December 16, 2014
I failed. An there is nothing quite as wrong as a combination of pervasive morning sickness and gestational diabetes. No, I haven’t seen the dietician yet. I’m hoping she has some good ideas for food that is easy on the morning sickness and acceptable in the carb count. Because I’m having a hard time stomaching a lot of food this pregnancy. I can’t eat raw vegetables without feeling sick. My mom thinks the morning sickness is worse this time. She recalls that I was able to keep down a more varied diet at this stage. And I definitely have been taking more Zofran than last time. At the higher dose, I should add.
And I’m angry. I found out when Lori read off my results in the exam room. No one ever called with my results. They always call with a negative result. But no one called. So it must have been fine. She was a little surprised that it was the first I’d heard. (And before you ask, yes, I did check for my results online; they’re pending until 1:30 tomorrow morning. And, yes, I said morning as in the middle of the night.)
And I’m scared. I don’t know how I’m going to get through the next nine weeks.
I wanted to enjoy every minute of this pregnancy because I know that might be all the time I get with this baby. And instead I’ve been miserable. I’ve been sick. It hurts to walk either because the sciatica is acting up or my pubic symphysis is screaming. I’m lucky to get six hours of sleep each night because it takes me two hours to fall back asleep when I wake up to the go to the bathroom. And closing my eyes to take a nap either results in me realizing that, despite how exhausted I am, my eyes won’t stay closed or a nap that leaves me feeling groggy and even more tired afterward. And now this. Because I’m not miserable enough.
My mom drove me home. We left her car at the hospital, and she drove while I cried. And I texted Nicki. And I know she’ll help me get through. But I’m still crying.
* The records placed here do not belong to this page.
//! Metadata identities shared by the instruction model and the patch engine.
//!
//! Only the token type survives here: method targets, call operands and event constructors
//! are addressed by [`token::Token`].

/// Metadata tokens addressing methods, types and member references
pub mod token;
And there are so many things that I want to say that I know will be misconstrued. I want to say that I wish it were all over. I want to say that I’m done. I want to say that I can’t do this anymore. I want to say that it’s too much. But I know that people will hear those things and think “Danger! Danger, Will Robinson!” I don’t mean them literally. Please take them with the hyperbole in which they were intended.
I just wanted one thing in this pregnancy to go smoothly. That’s all. Just one thing. But apparently, that was too much to ask for.